(Source data begins)

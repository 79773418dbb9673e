/*
[INPUT]:  Channel event schemas published on the stream
[OUTPUT]: Typed Rust structs with serialization support
[POS]:    Data layer - per-channel event payloads
[UPDATE]: When channel schemas change or new channels are added
*/

use chrono::{DateTime, Utc};
use rust_decimal::Decimal;
use serde::{Deserialize, Serialize};

use super::enums::{BookSide, EventType, OrderSide};

// ---- candles ----

#[derive(Debug, Clone, PartialEq, Serialize, Deserialize)]
pub struct CandlesEvent {
    #[serde(rename = "type")]
    pub event_type: EventType,
    #[serde(default)]
    pub candles: Vec<Candle>,
}

#[derive(Debug, Clone, PartialEq, Serialize, Deserialize)]
pub struct Candle {
    /// Bucket start, unix seconds
    #[serde(deserialize_with = "serde_helpers::deserialize_i64_lenient")]
    pub start: i64,
    #[serde(with = "rust_decimal::serde::str")]
    pub high: Decimal,
    #[serde(with = "rust_decimal::serde::str")]
    pub low: Decimal,
    #[serde(with = "rust_decimal::serde::str")]
    pub open: Decimal,
    #[serde(with = "rust_decimal::serde::str")]
    pub close: Decimal,
    #[serde(with = "rust_decimal::serde::str")]
    pub volume: Decimal,
    pub product_id: String,
}

// ---- heartbeats ----

#[derive(Debug, Clone, PartialEq, Serialize, Deserialize)]
pub struct HeartbeatEvent {
    pub current_time: String,
    #[serde(deserialize_with = "serde_helpers::deserialize_i64_lenient")]
    pub heartbeat_counter: i64,
}

// ---- market_trades ----

#[derive(Debug, Clone, PartialEq, Serialize, Deserialize)]
pub struct MarketTradesEvent {
    #[serde(rename = "type")]
    pub event_type: EventType,
    #[serde(default)]
    pub trades: Vec<MarketTrade>,
}

#[derive(Debug, Clone, PartialEq, Serialize, Deserialize)]
pub struct MarketTrade {
    pub trade_id: String,
    pub product_id: String,
    #[serde(with = "rust_decimal::serde::str")]
    pub price: Decimal,
    #[serde(with = "rust_decimal::serde::str")]
    pub size: Decimal,
    pub side: OrderSide,
    pub time: DateTime<Utc>,
}

// ---- status ----

#[derive(Debug, Clone, PartialEq, Serialize, Deserialize)]
pub struct StatusEvent {
    #[serde(rename = "type")]
    pub event_type: EventType,
    #[serde(default)]
    pub products: Vec<ProductStatus>,
}

#[derive(Debug, Clone, PartialEq, Serialize, Deserialize)]
pub struct ProductStatus {
    pub product_type: String,
    pub id: String,
    pub base_currency: String,
    pub quote_currency: String,
    #[serde(with = "rust_decimal::serde::str")]
    pub base_increment: Decimal,
    #[serde(with = "rust_decimal::serde::str")]
    pub quote_increment: Decimal,
    pub display_name: String,
    pub status: String,
    #[serde(default)]
    pub status_message: String,
    #[serde(
        default,
        deserialize_with = "serde_helpers::deserialize_decimal_or_zero",
        serialize_with = "serde_helpers::serialize_decimal"
    )]
    pub min_market_funds: Decimal,
}

// ---- ticker / ticker_batch ----

#[derive(Debug, Clone, PartialEq, Serialize, Deserialize)]
pub struct TickerEvent {
    #[serde(rename = "type")]
    pub event_type: EventType,
    #[serde(default)]
    pub tickers: Vec<Ticker>,
}

#[derive(Debug, Clone, PartialEq, Serialize, Deserialize)]
pub struct Ticker {
    #[serde(rename = "type", default)]
    pub ticker_type: String,
    pub product_id: String,
    #[serde(with = "rust_decimal::serde::str")]
    pub price: Decimal,
    #[serde(
        default,
        deserialize_with = "serde_helpers::deserialize_decimal_or_zero",
        serialize_with = "serde_helpers::serialize_decimal"
    )]
    pub volume_24_h: Decimal,
    #[serde(
        default,
        deserialize_with = "serde_helpers::deserialize_decimal_or_zero",
        serialize_with = "serde_helpers::serialize_decimal"
    )]
    pub low_24_h: Decimal,
    #[serde(
        default,
        deserialize_with = "serde_helpers::deserialize_decimal_or_zero",
        serialize_with = "serde_helpers::serialize_decimal"
    )]
    pub high_24_h: Decimal,
    #[serde(
        default,
        deserialize_with = "serde_helpers::deserialize_decimal_or_zero",
        serialize_with = "serde_helpers::serialize_decimal"
    )]
    pub low_52_w: Decimal,
    #[serde(
        default,
        deserialize_with = "serde_helpers::deserialize_decimal_or_zero",
        serialize_with = "serde_helpers::serialize_decimal"
    )]
    pub high_52_w: Decimal,
    #[serde(
        default,
        deserialize_with = "serde_helpers::deserialize_decimal_or_zero",
        serialize_with = "serde_helpers::serialize_decimal"
    )]
    pub price_percent_chg_24_h: Decimal,
    #[serde(default, with = "rust_decimal::serde::str_option")]
    pub best_bid: Option<Decimal>,
    #[serde(default, with = "rust_decimal::serde::str_option")]
    pub best_bid_quantity: Option<Decimal>,
    #[serde(default, with = "rust_decimal::serde::str_option")]
    pub best_ask: Option<Decimal>,
    #[serde(default, with = "rust_decimal::serde::str_option")]
    pub best_ask_quantity: Option<Decimal>,
}

// ---- level2 ----

#[derive(Debug, Clone, PartialEq, Serialize, Deserialize)]
pub struct Level2Event {
    #[serde(rename = "type")]
    pub event_type: EventType,
    pub product_id: String,
    #[serde(default)]
    pub updates: Vec<Level2Update>,
}

#[derive(Debug, Clone, PartialEq, Serialize, Deserialize)]
pub struct Level2Update {
    pub side: BookSide,
    pub event_time: DateTime<Utc>,
    #[serde(with = "rust_decimal::serde::str")]
    pub price_level: Decimal,
    /// Zero removes the level
    #[serde(with = "rust_decimal::serde::str")]
    pub new_quantity: Decimal,
}

// ---- user ----

#[derive(Debug, Clone, PartialEq, Serialize, Deserialize)]
pub struct UserEvent {
    #[serde(rename = "type")]
    pub event_type: EventType,
    #[serde(default)]
    pub orders: Vec<UserOrder>,
}

#[derive(Debug, Clone, PartialEq, Serialize, Deserialize)]
pub struct UserOrder {
    pub order_id: String,
    #[serde(default)]
    pub client_order_id: String,
    #[serde(
        default,
        deserialize_with = "serde_helpers::deserialize_decimal_or_zero",
        serialize_with = "serde_helpers::serialize_decimal"
    )]
    pub cumulative_quantity: Decimal,
    #[serde(
        default,
        deserialize_with = "serde_helpers::deserialize_decimal_or_zero",
        serialize_with = "serde_helpers::serialize_decimal"
    )]
    pub leaves_quantity: Decimal,
    #[serde(
        default,
        deserialize_with = "serde_helpers::deserialize_decimal_or_zero",
        serialize_with = "serde_helpers::serialize_decimal"
    )]
    pub avg_price: Decimal,
    #[serde(
        default,
        deserialize_with = "serde_helpers::deserialize_decimal_or_zero",
        serialize_with = "serde_helpers::serialize_decimal"
    )]
    pub total_fees: Decimal,
    pub status: String,
    pub product_id: String,
    pub creation_time: DateTime<Utc>,
    pub order_side: OrderSide,
    pub order_type: String,
}

mod serde_helpers {
    use super::Decimal;
    use serde::{Deserialize, Deserializer, Serializer};
    use serde_json::Value;
    use std::str::FromStr;

    pub fn deserialize_decimal_or_zero<'de, D>(deserializer: D) -> Result<Decimal, D::Error>
    where
        D: Deserializer<'de>,
    {
        let value = Value::deserialize(deserializer)?;
        if value.is_null() {
            return Ok(Decimal::ZERO);
        }

        if let Some(raw) = value.as_str() {
            if raw.trim().is_empty() {
                return Ok(Decimal::ZERO);
            }
            return Decimal::from_str(raw).map_err(serde::de::Error::custom);
        }

        if value.is_number() {
            return Decimal::from_str(&value.to_string()).map_err(serde::de::Error::custom);
        }

        Err(serde::de::Error::custom("invalid decimal value"))
    }

    pub fn serialize_decimal<S>(value: &Decimal, serializer: S) -> Result<S::Ok, S::Error>
    where
        S: Serializer,
    {
        serializer.serialize_str(&value.to_string())
    }

    /// Integers the exchange sends either as JSON numbers or as strings
    pub fn deserialize_i64_lenient<'de, D>(deserializer: D) -> Result<i64, D::Error>
    where
        D: Deserializer<'de>,
    {
        match Value::deserialize(deserializer)? {
            Value::Number(number) => number
                .as_i64()
                .ok_or_else(|| serde::de::Error::custom("integer out of range")),
            Value::String(raw) => raw.trim().parse().map_err(serde::de::Error::custom),
            _ => Err(serde::de::Error::custom("invalid integer value")),
        }
    }
}
/*
[INPUT]:  A local WebSocket server and stream client scenarios
[OUTPUT]: Test results for connection lifecycle and control protocol
[POS]:    Integration tests - WebSocket
[UPDATE]: When WebSocket client changes
*/

mod common;

use std::sync::Arc;
use std::sync::atomic::{AtomicUsize, Ordering};
use std::time::Duration;

use advtrade_adapter::{
    ChannelKind, ConnectionState, Credentials, ReaderExit, StreamClient, StreamConfig, StreamError,
};
use common::{MockStreamServer, TEST_API_KEY, eventually, sample_message, test_config};
use tokio::net::TcpListener;
use tokio_test::assert_ok;
use tokio_util::sync::CancellationToken;

#[test]
fn test_client_creation_starts_closed() {
    let config = StreamConfig::new(Credentials::new("key", "secret"));
    let client = assert_ok!(StreamClient::new(config));
    assert_eq!(client.state(), ConnectionState::Closed);
    assert!(!client.is_open());
}

#[test]
fn test_client_rejects_invalid_config() {
    let config = StreamConfig::new(Credentials::new("key", "secret")).with_url("http://localhost");
    assert!(matches!(StreamClient::new(config), Err(StreamError::Config(_))));
}

#[tokio::test]
async fn test_close_when_closed_is_noop() {
    let client = assert_ok!(StreamClient::new(test_config("ws://127.0.0.1:9")));
    assert_ok!(client.close().await);
    assert_ok!(client.close().await);
    assert_eq!(client.state(), ConnectionState::Closed);
}

#[tokio::test]
async fn test_subscribe_while_closed_sends_nothing() {
    let server = MockStreamServer::start().await;
    let client = assert_ok!(StreamClient::new(test_config(&server.url)));

    assert_ok!(client.subscribe(["BTC-USD"], ChannelKind::Ticker).await);
    assert_ok!(client.unsubscribe(["BTC-USD"], ChannelKind::Ticker).await);

    tokio::time::sleep(Duration::from_millis(50)).await;
    assert_eq!(server.connection_count(), 0);
    assert!(server.received().await.is_empty());
}

#[tokio::test]
async fn test_unrecognized_channel_is_argument_error() {
    let server = MockStreamServer::start().await;
    let client = assert_ok!(StreamClient::new(test_config(&server.url)));
    assert_ok!(client.open().await);

    let result = client.subscribe(["BTC-USD"], "orderbook").await;
    assert!(matches!(result, Err(StreamError::Argument(_))));

    assert_ok!(client.subscribe(["BTC-USD"], "level2").await);
    let received = server.wait_for_messages(1).await;
    assert_eq!(received.len(), 1);
    assert_ok!(client.close().await);
}

#[tokio::test]
async fn test_open_subscribe_close_round_trip() {
    let server = MockStreamServer::start().await;
    let client = assert_ok!(StreamClient::new(test_config(&server.url)));

    assert_ok!(client.open().await);
    assert_eq!(client.state(), ConnectionState::Open);
    assert_ok!(client.open().await);
    assert_eq!(server.connection_count(), 1);

    assert_ok!(client.subscribe(["BTC-USD", "ETH-USD"], ChannelKind::Level2).await);
    assert_ok!(client.subscribe(Vec::<String>::new(), ChannelKind::User).await);

    let received = server.wait_for_messages(2).await;
    assert_eq!(received.len(), 2);

    let first: serde_json::Value = serde_json::from_str(&received[0]).unwrap();
    assert_eq!(first["type"], "subscribe");
    assert_eq!(first["channel"], "level2");
    assert_eq!(first["product_ids"], serde_json::json!(["BTC-USD", "ETH-USD"]));
    assert_eq!(first["api_key"], TEST_API_KEY);
    let timestamp = first["timestamp"].as_str().unwrap();
    let expected = advtrade_adapter::sign_hex(
        common::TEST_API_SECRET.as_bytes(),
        format!("{timestamp}level2BTC-USD,ETH-USD").as_bytes(),
    )
    .unwrap();
    assert_eq!(first["signature"], expected);

    let second: serde_json::Value = serde_json::from_str(&received[1]).unwrap();
    assert_eq!(second["channel"], "user");
    assert_eq!(second["product_ids"], serde_json::json!([]));

    assert_ok!(client.close().await);
    assert_eq!(client.state(), ConnectionState::Closed);
    assert_ok!(client.close().await);
}

#[tokio::test]
async fn test_inbound_messages_route_in_arrival_order() {
    let server = MockStreamServer::start().await;
    let client = assert_ok!(StreamClient::new(test_config(&server.url)));

    let sequence = Arc::new(std::sync::Mutex::new(Vec::new()));
    let sink = sequence.clone();
    client.router().on_raw_message(move |text| {
        let value: serde_json::Value = serde_json::from_str(text).unwrap();
        sink.lock().unwrap().push(value["channel"].as_str().unwrap_or("").to_string());
    });
    let tickers = Arc::new(AtomicUsize::new(0));
    let ticker_count = tickers.clone();
    client.router().on_ticker(move |_| {
        ticker_count.fetch_add(1, Ordering::SeqCst);
    });

    assert_ok!(client.open().await);
    for wire_name in ["heartbeats", "ticker", "subscriptions", "l2_data"] {
        server.push_text(sample_message(wire_name));
    }

    assert!(eventually(|| sequence.lock().unwrap().len() == 4).await);
    assert_eq!(
        *sequence.lock().unwrap(),
        vec!["heartbeats", "ticker", "subscriptions", "l2_data"]
    );
    assert_eq!(tickers.load(Ordering::SeqCst), 1);
    assert_ok!(client.close().await);
}

#[tokio::test]
async fn test_concurrent_control_messages_never_interleave() {
    let server = MockStreamServer::start().await;
    let client = Arc::new(assert_ok!(StreamClient::new(test_config(&server.url))));
    assert_ok!(client.open().await);

    let products: Vec<String> = (0..200).map(|i| format!("COIN{i}-USD")).collect();
    let mut tasks = Vec::new();
    for task_index in 0..2 {
        let client = client.clone();
        let products = products.clone();
        tasks.push(tokio::spawn(async move {
            for _ in 0..10 {
                if task_index == 0 {
                    client.subscribe(products.clone(), ChannelKind::Ticker).await.unwrap();
                } else {
                    client.unsubscribe(products.clone(), ChannelKind::Ticker).await.unwrap();
                }
            }
        }));
    }
    for task in tasks {
        task.await.unwrap();
    }

    let received = server.wait_for_messages(20).await;
    assert_eq!(received.len(), 20);
    let mut subscribes = 0;
    for text in &received {
        let value: serde_json::Value = serde_json::from_str(text).expect("complete JSON message");
        assert_eq!(value["product_ids"].as_array().unwrap().len(), 200);
        if value["type"] == "subscribe" {
            subscribes += 1;
        }
    }
    assert_eq!(subscribes, 10);
    assert_ok!(client.close().await);
}

#[tokio::test]
async fn test_concurrent_opens_perform_one_handshake() {
    let server = MockStreamServer::start().await;
    let client = Arc::new(assert_ok!(StreamClient::new(test_config(&server.url))));

    let mut tasks = Vec::new();
    for _ in 0..4 {
        let client = client.clone();
        tasks.push(tokio::spawn(async move { client.open().await }));
    }
    for task in tasks {
        assert_ok!(task.await.unwrap());
    }

    assert!(eventually(|| server.connection_count() == 1).await);
    tokio::time::sleep(Duration::from_millis(50)).await;
    assert_eq!(server.connection_count(), 1);
    assert_eq!(client.reader_status().borrow().epoch, 1);
    assert_ok!(client.close().await);
}

#[tokio::test]
async fn test_peer_close_moves_state_to_closed() {
    let server = MockStreamServer::start().await;
    let client = assert_ok!(StreamClient::new(test_config(&server.url)));
    assert_ok!(client.open().await);

    server.push_close();
    let exit = tokio::time::timeout(Duration::from_secs(5), client.wait_for_reader_exit())
        .await
        .expect("reader should stop");

    assert_eq!(exit, Some(ReaderExit::PeerClosed));
    assert_eq!(client.state(), ConnectionState::Closed);
    assert_ok!(client.close().await);

    assert_ok!(client.subscribe(["BTC-USD"], ChannelKind::Ticker).await);
    assert!(server.received().await.is_empty());
}

#[tokio::test]
async fn test_reopen_after_close_starts_new_epoch() {
    let server = MockStreamServer::start().await;
    let client = assert_ok!(StreamClient::new(test_config(&server.url)));

    assert_ok!(client.open().await);
    assert_ok!(client.close().await);
    tokio::time::timeout(Duration::from_secs(5), client.wait_for_reader_exit())
        .await
        .expect("first reader should stop");

    assert_ok!(client.open().await);
    assert_eq!(client.state(), ConnectionState::Open);
    let status = client.reader_status().borrow().clone();
    assert_eq!(status.epoch, 2);
    assert!(status.running);
    assert_ok!(client.close().await);
}

#[tokio::test]
async fn test_handshake_refused_leaves_state_closed() {
    let listener = TcpListener::bind("127.0.0.1:0").await.unwrap();
    let port = listener.local_addr().unwrap().port();
    drop(listener);

    let client = assert_ok!(StreamClient::new(test_config(&format!("ws://127.0.0.1:{port}"))));
    let result = client.open().await;

    assert!(matches!(result, Err(StreamError::Connection { .. })));
    assert_eq!(client.state(), ConnectionState::Closed);
}

#[tokio::test]
async fn test_handshake_timeout_leaves_state_closed() {
    let listener = TcpListener::bind("127.0.0.1:0").await.unwrap();
    let port = listener.local_addr().unwrap().port();
    let server = tokio::spawn(async move {
        // Accept TCP but never answer the upgrade request.
        let (_stream, _) = listener.accept().await.unwrap();
        tokio::time::sleep(Duration::from_secs(5)).await;
    });

    let config = test_config(&format!("ws://127.0.0.1:{port}"))
        .with_handshake_timeout(Duration::from_millis(200));
    let client = assert_ok!(StreamClient::new(config));
    let result = client.open().await;

    assert!(matches!(result, Err(StreamError::Timeout { duration_ms: 200 })));
    assert_eq!(client.state(), ConnectionState::Closed);
    server.abort();
}

#[tokio::test]
async fn test_cancellation_stops_reader() {
    let server = MockStreamServer::start().await;
    let cancel = CancellationToken::new();
    let client = assert_ok!(StreamClient::with_router(
        test_config(&server.url),
        Arc::new(advtrade_adapter::MessageRouter::new()),
        cancel.clone(),
    ));
    assert_ok!(client.open().await);

    cancel.cancel();
    let exit = tokio::time::timeout(Duration::from_secs(5), client.wait_for_reader_exit())
        .await
        .expect("reader should stop");

    assert_eq!(exit, Some(ReaderExit::Cancelled));
    assert_eq!(client.state(), ConnectionState::Closed);
    assert!(matches!(client.open().await, Err(StreamError::Cancelled)));
}

#[tokio::test]
async fn test_abandoned_open_leaves_state_closed() {
    let listener = TcpListener::bind("127.0.0.1:0").await.unwrap();
    let port = listener.local_addr().unwrap().port();
    let server = tokio::spawn(async move {
        // Accept TCP but never answer the upgrade request.
        let (_stream, _) = listener.accept().await.unwrap();
        tokio::time::sleep(Duration::from_secs(5)).await;
    });

    let client = assert_ok!(StreamClient::new(test_config(&format!(
        "ws://127.0.0.1:{port}"
    ))));
    let abandoned = tokio::time::timeout(Duration::from_millis(100), client.open()).await;

    assert!(abandoned.is_err());
    assert_eq!(client.state(), ConnectionState::Closed);
    assert_ok!(client.close().await);
    server.abort();
}

#[tokio::test]
async fn test_oversized_message_stops_reader_and_closes() {
    let server = MockStreamServer::start().await;
    let client = assert_ok!(StreamClient::new(
        test_config(&server.url).with_max_message_bytes(1024)
    ));
    assert_ok!(client.open().await);

    server.push_text("x".repeat(4096));
    let exit = tokio::time::timeout(Duration::from_secs(5), client.wait_for_reader_exit())
        .await
        .expect("reader should stop");

    assert!(matches!(exit, Some(ReaderExit::Transport(_))));
    assert_eq!(client.state(), ConnectionState::Closed);
}

#[tokio::test]
async fn test_decode_failure_reaches_error_observer_without_typed_observer() {
    let server = MockStreamServer::start().await;
    let client = assert_ok!(StreamClient::new(test_config(&server.url)));
    let errors = Arc::new(AtomicUsize::new(0));
    let errors_seen = errors.clone();
    client.router().on_error(move |err| {
        assert!(
            matches!(err, StreamError::Decode { channel, .. } if *channel == ChannelKind::Ticker)
        );
        errors_seen.fetch_add(1, Ordering::SeqCst);
    });
    assert_ok!(client.open().await);

    server.push_text(r#"{"channel":"ticker","sequence_num":1,"events":[{"type":"bogus"}]}"#);
    assert!(eventually(|| errors.load(Ordering::SeqCst) == 1).await);
    assert!(client.is_open());
    assert_ok!(client.close().await);
}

(Source data ends)

▸ Exercise description: Show the lines where the word "tickers" appears in the entries.

▸ Result:
    pub tickers: Vec<Ticker>,
    let tickers = Arc::new(AtomicUsize::new(0));
    let ticker_count = tickers.clone();
    assert_eq!(tickers.load(Ordering::SeqCst), 1);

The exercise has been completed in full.